_DIRECTIONS_
Once the line holding "fn default_near() ->" is found in the listing below, write it out and each later line exactly, up to and including the one holding "fn default_file_output() ->".
DATA SHOWN Block Start
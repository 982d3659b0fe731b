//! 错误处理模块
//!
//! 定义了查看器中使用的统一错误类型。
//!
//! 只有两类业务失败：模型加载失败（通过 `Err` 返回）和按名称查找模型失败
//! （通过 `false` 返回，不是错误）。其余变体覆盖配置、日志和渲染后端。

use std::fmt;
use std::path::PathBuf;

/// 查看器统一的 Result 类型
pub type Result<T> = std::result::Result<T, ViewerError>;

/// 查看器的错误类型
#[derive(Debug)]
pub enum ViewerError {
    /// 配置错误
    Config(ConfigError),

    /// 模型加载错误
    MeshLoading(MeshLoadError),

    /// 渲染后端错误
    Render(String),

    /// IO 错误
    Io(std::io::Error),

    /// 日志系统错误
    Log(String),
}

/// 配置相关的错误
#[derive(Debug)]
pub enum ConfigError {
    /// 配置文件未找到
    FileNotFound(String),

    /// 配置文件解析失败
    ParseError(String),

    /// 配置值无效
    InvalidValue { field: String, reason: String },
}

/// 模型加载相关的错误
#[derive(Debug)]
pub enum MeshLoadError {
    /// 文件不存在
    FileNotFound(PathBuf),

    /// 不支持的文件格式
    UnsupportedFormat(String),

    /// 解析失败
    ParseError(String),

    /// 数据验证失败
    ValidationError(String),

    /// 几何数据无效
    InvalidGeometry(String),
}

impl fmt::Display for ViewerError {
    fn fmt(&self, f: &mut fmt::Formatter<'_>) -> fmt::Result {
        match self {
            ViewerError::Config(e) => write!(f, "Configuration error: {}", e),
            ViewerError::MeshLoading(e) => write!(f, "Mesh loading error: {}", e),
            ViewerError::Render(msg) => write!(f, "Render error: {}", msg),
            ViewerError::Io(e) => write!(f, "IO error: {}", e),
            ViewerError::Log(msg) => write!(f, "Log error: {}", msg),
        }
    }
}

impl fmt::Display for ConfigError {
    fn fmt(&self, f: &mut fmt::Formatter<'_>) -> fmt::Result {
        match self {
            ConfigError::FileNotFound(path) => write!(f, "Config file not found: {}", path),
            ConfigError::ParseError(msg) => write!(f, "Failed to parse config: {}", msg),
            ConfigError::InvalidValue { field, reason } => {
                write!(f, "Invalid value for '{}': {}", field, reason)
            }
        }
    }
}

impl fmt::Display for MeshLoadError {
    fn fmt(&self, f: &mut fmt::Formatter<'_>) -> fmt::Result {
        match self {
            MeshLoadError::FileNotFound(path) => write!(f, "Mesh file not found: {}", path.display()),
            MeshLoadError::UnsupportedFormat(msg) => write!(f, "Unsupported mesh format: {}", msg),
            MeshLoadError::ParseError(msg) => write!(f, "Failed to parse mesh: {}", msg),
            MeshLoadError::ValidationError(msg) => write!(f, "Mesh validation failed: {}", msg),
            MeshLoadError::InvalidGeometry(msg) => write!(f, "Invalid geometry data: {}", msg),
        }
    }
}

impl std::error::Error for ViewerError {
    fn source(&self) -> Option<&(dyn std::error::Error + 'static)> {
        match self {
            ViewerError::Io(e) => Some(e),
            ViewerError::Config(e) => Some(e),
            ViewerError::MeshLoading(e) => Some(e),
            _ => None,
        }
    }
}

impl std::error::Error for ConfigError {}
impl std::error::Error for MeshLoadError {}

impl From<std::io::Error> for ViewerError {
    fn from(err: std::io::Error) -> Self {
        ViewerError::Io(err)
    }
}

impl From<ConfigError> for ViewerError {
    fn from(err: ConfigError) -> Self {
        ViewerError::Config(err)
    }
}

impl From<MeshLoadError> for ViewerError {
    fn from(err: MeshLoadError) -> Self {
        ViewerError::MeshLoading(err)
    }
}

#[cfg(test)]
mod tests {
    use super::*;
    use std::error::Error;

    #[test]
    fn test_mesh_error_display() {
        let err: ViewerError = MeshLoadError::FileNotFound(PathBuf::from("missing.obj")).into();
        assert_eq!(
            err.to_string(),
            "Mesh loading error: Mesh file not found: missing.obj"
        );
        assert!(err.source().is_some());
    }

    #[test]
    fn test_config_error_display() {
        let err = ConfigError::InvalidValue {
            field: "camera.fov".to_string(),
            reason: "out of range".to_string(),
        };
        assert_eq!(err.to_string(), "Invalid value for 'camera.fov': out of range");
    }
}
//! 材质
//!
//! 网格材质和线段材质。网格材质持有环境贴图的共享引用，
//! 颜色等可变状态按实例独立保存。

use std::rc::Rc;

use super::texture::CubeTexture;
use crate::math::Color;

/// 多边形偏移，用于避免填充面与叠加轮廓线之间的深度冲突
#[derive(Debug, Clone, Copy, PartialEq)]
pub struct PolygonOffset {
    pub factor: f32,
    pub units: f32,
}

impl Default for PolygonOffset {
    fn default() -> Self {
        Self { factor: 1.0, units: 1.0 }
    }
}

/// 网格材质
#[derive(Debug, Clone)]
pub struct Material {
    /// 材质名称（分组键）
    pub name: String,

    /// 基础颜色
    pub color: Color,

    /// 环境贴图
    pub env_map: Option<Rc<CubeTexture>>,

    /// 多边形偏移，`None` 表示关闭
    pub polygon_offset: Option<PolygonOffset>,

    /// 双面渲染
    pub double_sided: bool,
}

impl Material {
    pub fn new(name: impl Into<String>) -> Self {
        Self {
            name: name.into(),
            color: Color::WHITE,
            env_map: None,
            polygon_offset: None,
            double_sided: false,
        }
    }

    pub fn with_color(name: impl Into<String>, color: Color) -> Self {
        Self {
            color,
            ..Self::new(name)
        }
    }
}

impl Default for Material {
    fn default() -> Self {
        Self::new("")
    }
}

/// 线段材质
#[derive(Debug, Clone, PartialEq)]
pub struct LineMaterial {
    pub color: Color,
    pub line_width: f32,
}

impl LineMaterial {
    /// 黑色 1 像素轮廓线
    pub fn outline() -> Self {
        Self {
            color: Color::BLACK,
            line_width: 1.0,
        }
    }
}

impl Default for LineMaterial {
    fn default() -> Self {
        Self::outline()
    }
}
DATA SHOWN Block End
DATA SHOWN Block Start
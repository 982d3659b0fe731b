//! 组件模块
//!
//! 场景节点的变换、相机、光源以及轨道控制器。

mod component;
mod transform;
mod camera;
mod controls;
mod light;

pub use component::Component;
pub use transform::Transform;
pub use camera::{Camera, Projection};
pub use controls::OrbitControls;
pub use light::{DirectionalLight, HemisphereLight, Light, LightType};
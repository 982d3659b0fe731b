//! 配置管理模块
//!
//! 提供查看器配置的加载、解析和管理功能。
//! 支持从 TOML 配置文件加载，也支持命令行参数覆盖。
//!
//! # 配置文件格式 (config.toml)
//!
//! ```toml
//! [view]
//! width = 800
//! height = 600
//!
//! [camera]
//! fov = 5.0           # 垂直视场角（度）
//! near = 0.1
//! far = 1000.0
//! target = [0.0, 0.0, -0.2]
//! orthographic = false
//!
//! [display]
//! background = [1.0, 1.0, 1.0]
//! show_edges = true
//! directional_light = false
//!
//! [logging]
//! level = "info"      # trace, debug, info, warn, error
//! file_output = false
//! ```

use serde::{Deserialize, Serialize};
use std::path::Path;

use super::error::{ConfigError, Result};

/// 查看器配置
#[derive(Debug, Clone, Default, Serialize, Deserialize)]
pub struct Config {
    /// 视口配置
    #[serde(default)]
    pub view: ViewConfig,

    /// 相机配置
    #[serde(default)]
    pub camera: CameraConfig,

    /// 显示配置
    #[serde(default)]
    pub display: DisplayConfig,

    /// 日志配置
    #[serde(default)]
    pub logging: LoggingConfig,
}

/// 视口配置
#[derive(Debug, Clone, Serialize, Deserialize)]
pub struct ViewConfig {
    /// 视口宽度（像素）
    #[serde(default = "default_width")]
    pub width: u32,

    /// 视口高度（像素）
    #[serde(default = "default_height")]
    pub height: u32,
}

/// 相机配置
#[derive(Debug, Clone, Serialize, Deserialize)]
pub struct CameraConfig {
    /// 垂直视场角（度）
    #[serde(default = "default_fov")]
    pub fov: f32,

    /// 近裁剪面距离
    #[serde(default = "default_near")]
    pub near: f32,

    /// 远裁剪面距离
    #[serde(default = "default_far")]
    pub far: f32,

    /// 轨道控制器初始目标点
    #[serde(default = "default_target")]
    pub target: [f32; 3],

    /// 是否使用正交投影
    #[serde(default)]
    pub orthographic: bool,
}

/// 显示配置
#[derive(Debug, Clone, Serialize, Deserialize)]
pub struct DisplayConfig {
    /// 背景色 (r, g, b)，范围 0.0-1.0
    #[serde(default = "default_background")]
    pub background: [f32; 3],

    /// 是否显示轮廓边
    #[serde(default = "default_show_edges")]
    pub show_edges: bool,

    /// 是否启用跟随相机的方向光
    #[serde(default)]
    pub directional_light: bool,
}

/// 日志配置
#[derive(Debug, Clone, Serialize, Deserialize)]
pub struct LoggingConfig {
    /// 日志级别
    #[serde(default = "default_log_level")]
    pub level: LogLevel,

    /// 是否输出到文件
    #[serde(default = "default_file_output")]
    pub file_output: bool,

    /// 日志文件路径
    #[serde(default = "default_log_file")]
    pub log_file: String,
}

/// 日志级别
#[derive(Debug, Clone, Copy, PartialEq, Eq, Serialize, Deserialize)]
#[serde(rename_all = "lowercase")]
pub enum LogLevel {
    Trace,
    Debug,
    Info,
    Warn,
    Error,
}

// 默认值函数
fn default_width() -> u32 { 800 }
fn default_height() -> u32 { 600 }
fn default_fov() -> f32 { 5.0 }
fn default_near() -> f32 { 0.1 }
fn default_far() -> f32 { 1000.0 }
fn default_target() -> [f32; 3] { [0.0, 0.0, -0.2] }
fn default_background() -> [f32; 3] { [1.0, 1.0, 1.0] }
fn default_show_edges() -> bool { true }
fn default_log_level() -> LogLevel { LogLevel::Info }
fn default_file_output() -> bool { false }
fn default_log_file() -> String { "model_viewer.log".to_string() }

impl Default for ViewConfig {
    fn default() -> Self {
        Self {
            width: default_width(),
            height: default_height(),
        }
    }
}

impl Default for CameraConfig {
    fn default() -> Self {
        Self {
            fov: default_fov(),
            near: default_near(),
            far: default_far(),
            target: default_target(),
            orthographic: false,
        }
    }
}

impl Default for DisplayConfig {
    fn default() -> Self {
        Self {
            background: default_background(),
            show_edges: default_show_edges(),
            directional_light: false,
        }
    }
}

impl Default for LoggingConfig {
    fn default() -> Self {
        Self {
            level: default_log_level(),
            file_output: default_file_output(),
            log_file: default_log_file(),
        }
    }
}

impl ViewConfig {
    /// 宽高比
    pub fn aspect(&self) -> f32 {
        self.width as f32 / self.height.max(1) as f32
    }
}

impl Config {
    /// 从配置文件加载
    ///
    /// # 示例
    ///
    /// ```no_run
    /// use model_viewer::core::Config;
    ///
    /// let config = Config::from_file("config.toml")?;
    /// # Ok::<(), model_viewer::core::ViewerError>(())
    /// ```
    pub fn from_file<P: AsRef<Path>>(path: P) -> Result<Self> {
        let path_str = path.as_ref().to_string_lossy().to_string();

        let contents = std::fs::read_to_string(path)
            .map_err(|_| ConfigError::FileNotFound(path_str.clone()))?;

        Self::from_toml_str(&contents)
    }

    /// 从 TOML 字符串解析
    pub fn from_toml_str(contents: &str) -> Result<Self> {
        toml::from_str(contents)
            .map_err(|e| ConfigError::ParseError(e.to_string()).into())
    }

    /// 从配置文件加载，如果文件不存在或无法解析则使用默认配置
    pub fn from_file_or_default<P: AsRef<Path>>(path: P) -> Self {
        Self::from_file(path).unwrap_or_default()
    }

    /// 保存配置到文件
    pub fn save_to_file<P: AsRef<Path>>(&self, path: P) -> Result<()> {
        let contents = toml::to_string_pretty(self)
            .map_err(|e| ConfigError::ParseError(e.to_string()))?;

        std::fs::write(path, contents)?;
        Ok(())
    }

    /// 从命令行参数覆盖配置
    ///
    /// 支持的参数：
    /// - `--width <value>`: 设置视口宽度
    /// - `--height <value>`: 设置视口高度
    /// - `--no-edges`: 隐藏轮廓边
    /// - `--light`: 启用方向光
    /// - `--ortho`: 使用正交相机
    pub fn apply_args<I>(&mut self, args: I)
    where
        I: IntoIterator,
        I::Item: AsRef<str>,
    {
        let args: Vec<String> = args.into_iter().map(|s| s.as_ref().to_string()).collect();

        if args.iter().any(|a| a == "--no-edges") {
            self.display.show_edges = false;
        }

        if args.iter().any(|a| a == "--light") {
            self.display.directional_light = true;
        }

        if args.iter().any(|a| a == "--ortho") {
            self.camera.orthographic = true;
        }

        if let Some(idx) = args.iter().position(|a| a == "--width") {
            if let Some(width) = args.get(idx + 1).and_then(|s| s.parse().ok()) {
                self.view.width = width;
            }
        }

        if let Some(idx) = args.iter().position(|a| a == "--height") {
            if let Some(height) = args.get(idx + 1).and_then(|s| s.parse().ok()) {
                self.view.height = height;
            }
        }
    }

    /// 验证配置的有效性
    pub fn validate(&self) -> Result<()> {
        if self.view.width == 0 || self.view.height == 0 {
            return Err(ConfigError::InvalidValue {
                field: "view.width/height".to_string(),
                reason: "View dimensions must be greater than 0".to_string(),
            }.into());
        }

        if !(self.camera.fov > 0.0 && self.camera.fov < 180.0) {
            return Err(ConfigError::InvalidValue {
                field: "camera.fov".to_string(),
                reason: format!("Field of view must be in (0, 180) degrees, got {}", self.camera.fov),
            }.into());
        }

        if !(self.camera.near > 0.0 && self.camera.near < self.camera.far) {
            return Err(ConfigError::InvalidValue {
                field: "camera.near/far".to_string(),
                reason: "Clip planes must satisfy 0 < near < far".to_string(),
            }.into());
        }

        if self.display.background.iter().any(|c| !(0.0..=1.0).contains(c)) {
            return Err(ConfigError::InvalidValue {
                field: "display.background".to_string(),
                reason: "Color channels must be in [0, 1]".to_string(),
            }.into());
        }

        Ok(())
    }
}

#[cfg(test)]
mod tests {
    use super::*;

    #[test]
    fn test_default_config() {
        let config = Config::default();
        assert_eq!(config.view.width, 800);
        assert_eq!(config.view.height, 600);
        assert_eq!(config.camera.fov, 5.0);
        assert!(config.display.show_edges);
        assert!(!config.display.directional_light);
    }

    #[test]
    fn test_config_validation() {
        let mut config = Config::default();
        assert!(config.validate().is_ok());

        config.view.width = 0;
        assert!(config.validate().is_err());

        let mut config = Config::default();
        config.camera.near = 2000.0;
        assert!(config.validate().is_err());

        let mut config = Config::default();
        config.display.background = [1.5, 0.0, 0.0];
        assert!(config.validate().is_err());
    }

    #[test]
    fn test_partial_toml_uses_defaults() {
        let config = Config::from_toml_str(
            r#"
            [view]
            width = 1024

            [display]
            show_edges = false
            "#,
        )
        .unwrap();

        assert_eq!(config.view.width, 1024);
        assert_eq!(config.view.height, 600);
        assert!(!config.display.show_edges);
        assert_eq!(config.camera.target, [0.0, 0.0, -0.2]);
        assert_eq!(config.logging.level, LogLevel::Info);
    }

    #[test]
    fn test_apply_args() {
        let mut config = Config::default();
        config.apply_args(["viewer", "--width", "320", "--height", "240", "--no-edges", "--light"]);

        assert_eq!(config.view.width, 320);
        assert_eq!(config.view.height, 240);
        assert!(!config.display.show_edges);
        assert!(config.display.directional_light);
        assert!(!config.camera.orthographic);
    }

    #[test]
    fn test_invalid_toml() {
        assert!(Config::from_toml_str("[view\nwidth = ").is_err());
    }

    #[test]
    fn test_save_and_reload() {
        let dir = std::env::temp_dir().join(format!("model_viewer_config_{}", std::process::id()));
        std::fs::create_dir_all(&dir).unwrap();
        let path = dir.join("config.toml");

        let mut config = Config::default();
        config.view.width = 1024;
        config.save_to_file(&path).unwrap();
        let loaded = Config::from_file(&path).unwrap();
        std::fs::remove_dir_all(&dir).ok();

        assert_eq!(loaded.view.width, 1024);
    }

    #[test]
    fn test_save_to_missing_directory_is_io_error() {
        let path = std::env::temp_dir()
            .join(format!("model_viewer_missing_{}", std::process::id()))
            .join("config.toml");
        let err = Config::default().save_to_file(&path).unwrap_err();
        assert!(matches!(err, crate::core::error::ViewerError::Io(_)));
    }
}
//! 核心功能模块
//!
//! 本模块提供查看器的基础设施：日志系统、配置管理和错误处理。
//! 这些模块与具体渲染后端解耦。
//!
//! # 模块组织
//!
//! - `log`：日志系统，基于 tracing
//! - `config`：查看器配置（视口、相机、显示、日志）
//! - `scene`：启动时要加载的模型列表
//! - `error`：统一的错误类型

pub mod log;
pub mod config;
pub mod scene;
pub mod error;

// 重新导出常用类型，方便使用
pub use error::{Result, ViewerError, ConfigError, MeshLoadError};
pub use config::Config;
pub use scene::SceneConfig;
DATA SHOWN Block End
_ANSWER FOR THE TASK_
fn default_near() -> f32 { 0.1 }
fn default_far() -> f32 { 1000.0 }
fn default_target() -> [f32; 3] { [0.0, 0.0, -0.2] }
fn default_background() -> [f32; 3] { [1.0, 1.0, 1.0] }
fn default_show_edges() -> bool { true }
fn default_log_level() -> LogLevel { LogLevel::Info }
fn default_file_output() -> bool { false }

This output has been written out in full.